The architecture of conventional TTS systems has typically been
based on a "sausage" machine approach, in that the relevant input
text is passed completely through the linguistic processor before
the listing of speech segments is transferred on to the acoustic
processor. Even the individual components within the linguistic
processor are generally operated in a similar, completely
sequential fashion (for an acoustic processor the situation is
slightly different in that the system is driven by the need to
output audio samples at a fixed rate).
Such an approach is satisfactory for academic studies of TTS
systems, but less appropriate for the real-time operation required
in many commercial applications. Moreover, the prior art approach
requires large intermediate buffers, and also entails much wasted
processing if for some reason eventually only part of the text is
required.
Accordingly, the invention provides a text to speech (TTS) system
for converting input text into an output acoustic signal simulating
natural speech, the text to speech system comprising a linguistic
processor for generating a listing of speech segments plus
associated parameters from the input text, and an acoustic
processor for generating the output acoustic waveform from said
listing of speech segments plus associated parameters. The system
is characterized in that the acoustic processor sends a request to
the linguistic processor whenever it needs to obtain a further
listing of speech segments plus associated parameters, the
linguistic processor processing input text in response to such
requests.
In a TTS systems it is necessary to perform the linguistic decoding
of the sentence before the acoustic waveform can be generated. Some
of the detailed processing steps within the linguistic processing
must also, of necessity, be done in an ordered way. For example, it
is usually necessary to process textual conventions such as
abbreviations into standard word forms before converting the
orthographic word representation into its phonetic transcription.

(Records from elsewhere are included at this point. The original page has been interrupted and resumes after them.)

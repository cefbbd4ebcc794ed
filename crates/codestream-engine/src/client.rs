use std::sync::atomic::{AtomicBool, Ordering};
use std::sync::Arc;

use codestream_contracts::protocol::{
    CloseKind, CodePayload, GenerationParams, ServerMessage, USER_CLOSE_CODE,
};
use codestream_contracts::stream::{StreamDemux, StreamKey};

use crate::transport::{CodegenTransport, TransportEvent};

pub const FAILURE_MESSAGE: &str =
    "Code generation failed. Check the developer console and backend logs for details.";
pub const CANCEL_MESSAGE: &str = "Code generation cancelled";

/// A user-facing notification raised while a generation runs.
#[derive(Debug, Clone, PartialEq, Eq)]
pub enum Notice {
    Failure(String),
    Cancelled(String),
}

/// Receives everything a generation produces, in wire order.
///
/// Exactly one of `on_cancel` / `on_complete` is called per run, and it is
/// always the last call.
pub trait GenerationCallbacks {
    fn on_change(&mut self, _fragment: &str, _key: StreamKey) {}
    fn on_set_code(&mut self, _code: &CodePayload, _key: StreamKey) {}
    fn on_status_update(&mut self, _status: &str, _key: StreamKey) {}
    fn on_variant_complete(&mut self, _key: StreamKey) {}
    fn on_variant_error(&mut self, _key: StreamKey, _message: &str) {}
    fn on_variant_count(&mut self, _count: usize, _page: usize) {}
    fn on_notice(&mut self, _notice: Notice) {}
    fn on_cancel(&mut self) {}
    fn on_complete(&mut self) {}
}

#[derive(Debug, Clone, Copy, PartialEq, Eq)]
pub enum CancelReason {
    /// Stopped by the user, locally or by the service echoing the user code.
    User,
    /// The service closed after reporting its own error.
    ApplicationError,
    /// The connection failed or closed unexpectedly.
    Transport,
}

#[derive(Debug, Clone, Copy, PartialEq, Eq)]
pub enum GenerationOutcome {
    Completed,
    Cancelled(CancelReason),
}

/// Cooperative stop signal shared with whoever may cancel a running request.
#[derive(Debug, Clone, Default)]
pub struct CancelHandle(Arc<AtomicBool>);

impl CancelHandle {
    pub fn new() -> Self {
        Self::default()
    }

    pub fn cancel(&self) {
        self.0.store(true, Ordering::SeqCst);
    }

    pub fn is_cancelled(&self) -> bool {
        self.0.load(Ordering::SeqCst)
    }
}

/// Drives one generation request over one connection.
pub struct CodegenClient<T> {
    transport: T,
    streams: StreamDemux,
    block_updates: bool,
    cancel: CancelHandle,
}

impl<T: CodegenTransport> CodegenClient<T> {
    pub fn new(transport: T, block_updates: bool, cancel: CancelHandle) -> Self {
        Self {
            transport,
            streams: StreamDemux::new(),
            block_updates,
            cancel,
        }
    }

    /// Sends `params`, then dispatches inbound messages until the connection
    /// closes or the cancel handle fires.
    pub fn run(
        mut self,
        params: &GenerationParams,
        callbacks: &mut dyn GenerationCallbacks,
    ) -> GenerationOutcome {
        let request = match serde_json::to_string(params) {
            Ok(raw) => raw,
            Err(err) => {
                tracing::error!(error = %err, "failed to serialize generation request");
                return self.finish(CloseKind::Unexpected(None), callbacks);
            }
        };
        if let Err(err) = self.transport.send_text(&request) {
            tracing::warn!(error = %format!("{err:#}"), "generation request not sent");
            return self.finish(CloseKind::Unexpected(None), callbacks);
        }

        loop {
            if self.cancel.is_cancelled() {
                if let Err(err) = self.transport.close(USER_CLOSE_CODE, CANCEL_MESSAGE) {
                    tracing::debug!(error = %format!("{err:#}"), "close after cancel failed");
                }
                return self.finish(CloseKind::UserCancelled, callbacks);
            }
            match self.transport.next_event() {
                Ok(TransportEvent::Idle) => continue,
                Ok(TransportEvent::Text(raw)) => self.dispatch(&raw, callbacks),
                Ok(TransportEvent::Closed(code)) => {
                    tracing::debug!(?code, "connection closed");
                    return self.finish(CloseKind::from_code(code), callbacks);
                }
                Err(err) => {
                    tracing::warn!(error = %format!("{err:#}"), "connection failed");
                    return self.finish(CloseKind::Unexpected(None), callbacks);
                }
            }
        }
    }

    fn dispatch(&mut self, raw: &str, callbacks: &mut dyn GenerationCallbacks) {
        let Some(message) = ServerMessage::parse(raw) else {
            tracing::debug!(raw = %truncate(raw, 200), "dropping malformed message");
            return;
        };
        match message {
            ServerMessage::Chunk { slot, text } => {
                if self.block_updates {
                    if !text.is_empty() {
                        callbacks.on_change(&text, slot);
                    }
                    return;
                }
                let extracted = self.streams.route(slot, &text);
                if !extracted.is_empty() {
                    callbacks.on_change(&extracted, slot);
                }
            }
            ServerMessage::Status { slot, text } => callbacks.on_status_update(&text, slot),
            ServerMessage::SetCode { slot, code } => {
                self.streams.reset(slot);
                callbacks.on_set_code(&code, slot);
            }
            ServerMessage::VariantComplete { slot } => callbacks.on_variant_complete(slot),
            ServerMessage::VariantError { slot, message } => {
                callbacks.on_variant_error(slot, &message)
            }
            ServerMessage::VariantCount { page, count } => callbacks.on_variant_count(count, page),
            ServerMessage::Error { message } => {
                tracing::error!(%message, "generation error");
                callbacks.on_notice(Notice::Failure(message));
            }
        }
    }

    fn finish(self, kind: CloseKind, callbacks: &mut dyn GenerationCallbacks) -> GenerationOutcome {
        match kind {
            CloseKind::Normal => {
                callbacks.on_complete();
                GenerationOutcome::Completed
            }
            CloseKind::UserCancelled => {
                callbacks.on_notice(Notice::Cancelled(CANCEL_MESSAGE.to_string()));
                callbacks.on_cancel();
                GenerationOutcome::Cancelled(CancelReason::User)
            }
            CloseKind::ApplicationError => {
                callbacks.on_cancel();
                GenerationOutcome::Cancelled(CancelReason::ApplicationError)
            }
            CloseKind::Unexpected(code) => {
                tracing::warn!(?code, "connection closed unexpectedly");
                callbacks.on_notice(Notice::Failure(FAILURE_MESSAGE.to_string()));
                callbacks.on_cancel();
                GenerationOutcome::Cancelled(CancelReason::Transport)
            }
        }
    }
}

fn truncate(text: &str, limit: usize) -> &str {
    match text.char_indices().nth(limit) {
        Some((idx, _)) => &text[..idx],
        None => text,
    }
}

However, the sequential nature of processing in typical prior art
systems has not been matched to the requirements of the potential
user.
The invention recognizes that the ability to articulate large texts
in a natural manner is of limited benefit in many commercial
situations, where for example the text may simply be sequences of
numbers (e.g., timetables), or short questions (e.g., an
interactive telephone voice response system), and the ability to
perform text to speech conversion in real-time may be essential.
However, other factors, such as restrictions on the available
processing power, are often of far greater import. Many of the
current academic systems are ill-suited to meet such commercial
requirements. By contrast, the architecture of the present
invention is specifically designed to avoid excess processing.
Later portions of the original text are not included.